Usually, an objective function is a scalar. Do you expect your expression to be a scalar?
Finally, the error indicates that there is a 0-by-0 argument in your expression somewhere. Can you find it?
Good luck,
Khalil Messaoudi
on 19 Jan 2022
Edited: Khalil Messaoudi
on 19 Jan 2022
Torsten
on 19 Jan 2022
(muP- Ksi * Hatalpha)' is 1x100
(Kss + Ksi * HatC * (Ksi)') is 100x100
So (muP- Ksi * Hatalpha)' \ (Kss + Ksi * HatC * (Ksi)') is not defined.
If (muP- Ksi * Hatalpha)' was 100x1, then (muP- Ksi * Hatalpha)' \ (Kss + Ksi * HatC * (Ksi)') was defined (although it wouldn't make much sense, I guess).
Khalil Messaoudi
on 19 Jan 2022
Torsten
on 19 Jan 2022
As you said:
The problem-based approach does not support the determinant operation 'det()' on optimization variables.
Alan Weiss
on 19 Jan 2022
Usually there are better alternatives than using det. For example, to solve linear equations you should use \ instead of det.
However, if you need to use det for some reason, you can always use fcn2optimexpr. As explained many times in the doc for problem-based optimization, "If you have a nonlinear function that is not composed of polynomials, rational expressions, and elementary functions such as exp, then convert the function to an optimization expression by using fcn2optimexpr. See Convert Nonlinear Function to Optimization Expression and Supported Operations for Optimization Variables and Expressions."
Alan Weiss
MATLAB mathematical toolbox documentation
Khalil Messaoudi
on 25 Jan 2022
Alan Weiss
on 25 Jan 2022
You can find details of the iterative display in Iterative Display. For your case, the line you show means the following:
- At the initial iteration (iteration 0), fmincon takes 6435 function evaluations, presumably because that is about how many variables you have and it is estimating a gradient by finite difference steps.

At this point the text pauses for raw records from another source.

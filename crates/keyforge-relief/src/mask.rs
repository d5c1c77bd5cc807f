//! Image preprocessing: raster bytes to a fixed-resolution binary mask.

use image::imageops::{self, FilterType};
use image::GrayImage;

use crate::error::Result;
use crate::ReliefSettings;

/// A two-level mask at the working resolution.
///
/// Every pixel is either 0 (dark, becomes raised relief) or 255
/// (background).
#[derive(Debug, Clone)]
pub struct BinaryMask {
    /// Mask width in pixels.
    pub width: u32,
    /// Mask height in pixels.
    pub height: u32,
    /// Row-major pixel values, each 0 or 255.
    pub pixels: Vec<u8>,
}

impl BinaryMask {
    /// True if the pixel at `(x, y)` is foreground (dark).
    pub fn is_foreground(&self, x: u32, y: u32, threshold: u8) -> bool {
        self.pixels[(y * self.width + x) as usize] < threshold
    }
}

/// Normalize arbitrary raster bytes into a [`BinaryMask`].
///
/// Steps, in order: decode, collapse to grayscale (unsupported channel
/// layouts are coerced, never rejected), Gaussian blur to suppress
/// aliasing, threshold to two levels, nearest-neighbor resize to the
/// working resolution. Undecodable input is a [`ReliefError::Decode`].
///
/// [`ReliefError::Decode`]: crate::ReliefError::Decode
pub fn preprocess_image(bytes: &[u8], settings: &ReliefSettings) -> Result<BinaryMask> {
    let decoded = image::load_from_memory(bytes)?;
    let gray: GrayImage = decoded.to_luma8();

    let blurred = imageops::blur(&gray, settings.blur_sigma);

    let mut binary = blurred;
    for p in binary.pixels_mut() {
        p.0[0] = if p.0[0] < settings.threshold { 0 } else { 255 };
    }

    // Nearest-neighbor keeps the strict two-level invariant through the
    // resize.
    let resized = imageops::resize(
        &binary,
        settings.resolution,
        settings.resolution,
        FilterType::Nearest,
    );

    Ok(BinaryMask {
        width: settings.resolution,
        height: settings.resolution,
        pixels: resized.into_raw(),
    })
}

- The initial point has an objective function value of 14.5.
- The feasibility at the initial point is about 2e11, which means that the initial point is infeasible (this is a very large value, so the initial point is nowhere close to feasible).
- The estimated first-order optimality measure at the initial poiint is about 1e6, which again is nowhere close to 0, so the initial point is not only infeasible but is not close to a solution.
With this many variables you should probably increase the function evaluation limit to at least 1e5.
options = optimoptions("fmincon","MaxFunctionEvaluations",1e5);
Be sure to pass the options to solve.
[sol,fval] = solve(prob,x0,"Options",options)
It is also possible that your problem is not formulated correctly. Only you know whether these initial values are reasonable or not. But I would be suspicious. In particular, is the feasibility at the initial point expected to be of order 1e11?
Alan Weiss
MATLAB mathematical toolbox documentation
Khalil Messaoudi
on 26 Jan 2022
Hi Alan,
Thanks for your explanation.
Actually, the initial point does not satisfy the constaints, so a very high order feasibility is no surprise.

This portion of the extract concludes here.